Astronome: A Night at the Opera

Photo/Paula Court

I actually did actually see a Richard Foreman work--Pearls for Pigs, at the Tribeca Performing Arts Center in 1997. As it turns out, my 14-year-old self was correct to be confused, and there's a reason why his latest play, Astronome: A Night at the Opera, is subtitled (A Disturbing Initiation). But experiencing a play is far more important than understanding it--our mind will find a way to explain anything, given enough time--so it was with a gradually relaxing tension that I found myself enjoying this. The collaboration blends well, with John Zorn's Astronome (the Tazmanian Devil singing at a garage punk show) colliding with Foreman's visual flair, from a green-faced Tony Cliftonesque presence to the spider-webbed Hebrew and English letters on the set. If the former provides catharsis, the latter takes it on, turning the whispered mantra "Stage fright" into a way of coping with "the forces that invade human life."

[Read on]

Distracted

Question: What is the line dividing a young boy’s healthy, energetic behavior from attention deficit hyperactivity disorder (ADHD)? Answer: That’s what the mother (Cynthia Nixon) and father (Josh Stamberg) in Lisa Loomer’s entertaining new play Distracted would like to know. Jesse is an enthusiastic, recalcitrant nine-year-old with a great love of the word “fuck” and all its related permutations. His teacher complains about his behavior, but is she just too overwhelmed with her 28 other students to allow him to be himself? His psychiatrist is ready to medicate him. His father thinks he’s just a normal boy, with a normal boy’s wildness. His mother doesn’t know what to think, but she suspects everything is her fault.

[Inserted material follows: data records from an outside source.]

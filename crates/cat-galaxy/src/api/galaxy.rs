use glam::{Vec2, Vec3};
use serde::{Deserialize, Serialize};

use crate::api::error::GalaxyError;
use crate::api::types::{GalaxyEvent, Viewport};
use crate::components::body::BodyDesc;
use crate::components::label::LabelLayer;
use crate::components::sprite::Color;
use crate::core::registry;
use crate::core::rng::Rng;
use crate::core::scene::SceneGraph;
use crate::input::queue::InputQueue;
use crate::renderer::camera::PerspectiveCamera;
use crate::renderer::instance::RenderBuffer;
use crate::systems::{animation, interaction, labels, render};

/// Tunables for the scene. Every field has a default, so a JSON override
/// only needs the keys it changes.
#[derive(Debug, Clone, PartialEq, Serialize, Deserialize)]
#[serde(default)]
pub struct GalaxyConfig {
    /// Vertical field of view in degrees.
    pub fov_y: f32,
    pub near: f32,
    pub far: f32,
    /// Resting eye position; parallax offsets are applied around its X/Y.
    pub camera_home: [f32; 3],
    /// Target offset at the viewport edge, per axis.
    pub parallax: [f32; 2],
    /// Fraction of the remaining distance the camera covers per frame.
    pub camera_easing: f32,
    pub sun_size: f32,
    /// Packed `0xRRGGBB`.
    pub sun_tint: u32,
    pub sun_spin: f32,
    pub star_count: usize,
    pub star_half_extent: f32,
    pub star_size: f32,
    pub star_opacity: f32,
    /// Vertical gap between a body and its label, in CSS pixels.
    pub label_offset: f32,
    /// Density of the exponential-squared fog. Zero disables fog.
    pub fog_density: f32,
    /// Viewport before the host reports its real size.
    pub viewport: [f32; 2],
    /// Packed `0xRRGGBB` backdrop. `None` leaves the canvas transparent.
    pub background: Option<u32>,
}

impl Default for GalaxyConfig {
    fn default() -> Self {
        Self {
            fov_y: 60.0,
            near: 1.0,
            far: 2000.0,
            camera_home: [0.0, 200.0, 800.0],
            parallax: [200.0, 100.0],
            camera_easing: 0.05,
            sun_size: 200.0,
            sun_tint: 0xffaa00,
            sun_spin: 0.001,
            star_count: 5000,
            star_half_extent: 1000.0,
            star_size: 2.0,
            star_opacity: 0.6,
            label_offset: 40.0,
            fog_density: 0.0005,
            viewport: [1280.0, 720.0],
            background: None,
        }
    }
}

impl GalaxyConfig {
    /// Parse a (possibly partial) config from JSON and validate it.
    pub fn from_json(json: &str) -> Result<Self, GalaxyError> {
        let config: Self = serde_json::from_str(json)
            .map_err(|source| GalaxyError::Json { what: "config", source })?;
        config.validate()?;
        Ok(config)
    }

    pub fn validate(&self) -> Result<(), GalaxyError> {
        if !(self.fov_y > 0.0 && self.fov_y < 180.0) {
            return Err(GalaxyError::InvalidConfig("fov_y must be in (0, 180)"));
        }
        if !(self.near > 0.0 && self.far > self.near) {
            return Err(GalaxyError::InvalidConfig("need 0 < near < far"));
        }
        if !(self.camera_easing > 0.0 && self.camera_easing <= 1.0) {
            return Err(GalaxyError::InvalidConfig("camera_easing must be in (0, 1]"));
        }
        if !(self.viewport[0] > 0.0 && self.viewport[1] > 0.0) {
            return Err(GalaxyError::InvalidConfig("viewport must be non-empty"));
        }
        if self.fog_density < 0.0 || self.star_half_extent < 0.0 {
            return Err(GalaxyError::InvalidConfig("fog and star extent must be non-negative"));
        }
        Ok(())
    }

    /// Use a measured host size as the initial viewport. An empty
    /// measurement keeps the configured one until the first resize.
    pub fn with_measured_viewport(mut self, width: f32, height: f32) -> Self {
        if width > 0.0 && height > 0.0 {
            self.viewport = [width, height];
        } else {
            log::warn!(
                "host reported a {width}x{height} viewport, starting at {}x{}",
                self.viewport[0],
                self.viewport[1]
            );
        }
        self
    }

    pub fn background(&self) -> Option<Color> {
        self.background.map(Color::from_hex)
    }

    pub fn camera_home(&self) -> Vec3 {
        Vec3::from_array(self.camera_home)
    }
}

/// All mutable scene state, owned in one place and handed to each step.
pub struct GalaxyContext {
    pub config: GalaxyConfig,
    pub scene: SceneGraph,
    pub camera: PerspectiveCamera,
    pub labels: LabelLayer,
    pub viewport: Viewport,
    /// Last pointer position in NDC. Starts at the screen center.
    pub pointer: Vec2,
    pub events: Vec<GalaxyEvent>,
    frame: u64,
}

impl GalaxyContext {
    /// Build the scene from the static registry.
    pub fn new(config: GalaxyConfig, seed: u64) -> Result<Self, GalaxyError> {
        let descs = registry::bodies()?;
        Self::with_bodies(config, descs, seed)
    }

    /// Build the scene from an explicit body list.
    pub fn with_bodies(
        config: GalaxyConfig,
        descs: Vec<BodyDesc>,
        seed: u64,
    ) -> Result<Self, GalaxyError> {
        config.validate()?;
        let mut rng = Rng::new(seed);
        let scene = SceneGraph::build(&config, descs, &mut rng);
        let labels = LabelLayer::for_bodies(scene.bodies());
        let viewport = Viewport::new(config.viewport[0], config.viewport[1]);
        let camera = PerspectiveCamera::new(
            config.camera_home(),
            config.fov_y,
            viewport.aspect(),
            config.near,
            config.far,
        );
        log::info!(
            "galaxy: {} bodies, {} stars, viewport {}x{}",
            scene.len(),
            scene.stars.len(),
            viewport.width,
            viewport.height
        );

        Ok(Self {
            config,
            scene,
            camera,
            labels,
            viewport,
            pointer: Vec2::ZERO,
            events: Vec::new(),
            frame: 0,
        })
    }

    /// One frame: apply queued input in arrival order, then advance the
    /// orbits, spin the sun, place labels and ease the camera.
    pub fn update(&mut self, input: &InputQueue) {
        for event in input.iter() {
            interaction::handle_input(self, event);
        }

        animation::advance_orbits(&mut self.scene);
        self.scene.sun.tick();
        labels::place_labels(
            &mut self.labels,
            &self.scene,
            &self.camera,
            self.viewport,
            self.config.label_offset,
        );
        self.camera.ease_toward_target(self.config.camera_easing);

        self.frame += 1;
    }

    /// Fill `buffer` with what the renderer should draw for the current state.
    pub fn build_render_buffer(&self, buffer: &mut RenderBuffer) {
        render::build_render_buffer(&self.scene, &self.camera, self.config.fog_density, buffer);
    }

    pub fn emit_event(&mut self, event: GalaxyEvent) {
        self.events.push(event);
    }

    /// Hand the events of the last frame to the host.
    pub fn take_events(&mut self) -> Vec<GalaxyEvent> {
        std::mem::take(&mut self.events)
    }

    /// Frames simulated so far.
    pub fn frame(&self) -> u64 {
        self.frame
    }
}

#[cfg(test)]
mod tests {
    use super::*;
    use crate::api::types::BodyId;
    use crate::input::queue::InputEvent;

    fn quiet_config() -> GalaxyConfig {
        GalaxyConfig {
            star_count: 16,
            ..GalaxyConfig::default()
        }
    }

    #[test]
    fn default_config_is_valid() {
        assert!(GalaxyConfig::default().validate().is_ok());
    }

    #[test]
    fn partial_json_overrides_only_named_keys() {
        let config = GalaxyConfig::from_json(r#"{ "star_count": 10, "fov_y": 45 }"#).unwrap();
        assert_eq!(config.star_count, 10);
        assert_eq!(config.fov_y, 45.0);
        assert_eq!(config.camera_easing, 0.05);
    }

    #[test]
    fn bad_json_and_bad_values_are_rejected() {
        assert!(matches!(
            GalaxyConfig::from_json("{ nope"),
            Err(GalaxyError::Json { what: "config", .. })
        ));
        assert!(matches!(
            GalaxyConfig::from_json(r#"{ "near": 10, "far": 5 }"#),
            Err(GalaxyError::InvalidConfig(_))
        ));
    }

    #[test]
    fn empty_measured_viewport_keeps_default() {
        let config = GalaxyConfig::default().with_measured_viewport(0.0, 0.0);
        assert_eq!(config.viewport, [1280.0, 720.0]);
        let ctx = GalaxyContext::new(GalaxyConfig { star_count: 0, ..config }, 1);
        assert!(ctx.is_ok());

        let measured = GalaxyConfig::default().with_measured_viewport(1920.0, 1080.0);
        assert_eq!(measured.viewport, [1920.0, 1080.0]);
        let partial = GalaxyConfig::default().with_measured_viewport(1920.0, 0.0);
        assert_eq!(partial.viewport, [1280.0, 720.0]);
    }

    #[test]
    fn canvas_is_transparent_unless_configured() {
        assert_eq!(GalaxyConfig::default().background(), None);
        let config = GalaxyConfig::from_json(r#"{ "background": 1056816 }"#).unwrap();
        assert_eq!(config.background().map(|c| c.to_hex()), Some(0x102030));
    }

    #[test]
    fn new_builds_registry_scene() {
        let ctx = GalaxyContext::new(quiet_config(), 7).unwrap();
        assert_eq!(ctx.scene.len(), registry::BODY_COUNT);
        assert_eq!(ctx.labels.len(), ctx.scene.len());
        assert_eq!(ctx.camera.position, Vec3::new(0.0, 200.0, 800.0));
        assert_eq!(ctx.frame(), 0);
    }

    #[test]
    fn n_ticks_advance_each_angle_by_n_speeds() {
        let mut ctx = GalaxyContext::new(quiet_config(), 11).unwrap();
        let initial: Vec<f32> = ctx.scene.bodies().iter().map(|b| b.angle).collect();
        let input = InputQueue::new();
        for _ in 0..300 {
            ctx.update(&input);
        }
        for (body, a0) in ctx.scene.bodies().iter().zip(initial) {
            let expected = a0 + 300.0 * body.desc.angular_speed;
            assert!((body.angle - expected).abs() < 1e-3, "{}", body.desc.name);
            assert!((body.position.length() - body.desc.orbit_radius).abs() < 1e-2);
        }
        assert_eq!(ctx.frame(), 300);
    }

    #[test]
    fn camera_closes_in_on_parallax_target() {
        let mut ctx = GalaxyContext::new(quiet_config(), 3).unwrap();
        let mut input = InputQueue::new();
        input.push(InputEvent::PointerMove { x: 0.0, y: 0.0 });
        ctx.update(&input);
        input.drain();

        let mut last = ctx.camera.distance_to_target();
        for _ in 0..90 {
            ctx.update(&input);
            let d = ctx.camera.distance_to_target();
            assert!(d < last || d < 1e-3);
            last = d;
        }
        assert_eq!(ctx.camera.position.z, 800.0);
    }

    #[test]
    fn labels_are_visible_after_first_tick() {
        let mut ctx = GalaxyContext::new(quiet_config(), 5).unwrap();
        ctx.update(&InputQueue::new());
        assert!(ctx.labels.iter().all(|l| l.visible));
    }

    #[test]
    fn take_events_drains() {
        let desc = BodyDesc::new("x", Some("https://example.com"), Color::WHITE, 10.0, 0.0, 5.0)
            .unwrap();
        let mut ctx = GalaxyContext::with_bodies(quiet_config(), vec![desc], 1).unwrap();
        ctx.emit_event(GalaxyEvent::OpenUrl {
            body: BodyId(0),
            url: "https://example.com".into(),
        });
        assert_eq!(ctx.take_events().len(), 1);
        assert!(ctx.take_events().is_empty());
    }

    #[test]
    fn render_buffer_has_sun_and_bodies() {
        let ctx = GalaxyContext::new(quiet_config(), 2).unwrap();
        let mut buffer = RenderBuffer::new();
        ctx.build_render_buffer(&mut buffer);
        assert_eq!(buffer.sprite_count() as usize, registry::BODY_COUNT + 1);
    }
}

Loomer takes this family’s particular situation and then pulls back to examine how it fits into today’s overmedicated world of endless media stimulation. Her approach, combining family comedy-drama with meta commentary, is largely effective; Distracted is funny and moving. The cast is solid, with standout work from Peter Benson as a series of well-meaning doctors. At the early preview I saw, the show was in very good shape, albeit some twenty minutes too long. With some trimming, and more time for the actors to grow into their roles, it might well become excellent. Distracted opens on March 4.

Wednesday, February 11, 2009

Chuck.Chuck.Chuck.


Photo/JJ Lind

The title of Immediate Medium's latest work, Chuck.Chuck.Chuck. is apt, for they have captured the text and the sound of William Falkner's As I Lay Dying, in which the Bundren family self-destructs while attempting to bury the matriarch of their family. JJ Lind's aesthetics are as playfully fluid as the various narrative styles of the novel, as is his cast, a bunch of stone-cold-serious jokers. If such outside-the-box theatrics (despite being performed in what is, essentially, a dirt-filled sandbox) must be called "experimental," then consider this experiment a success.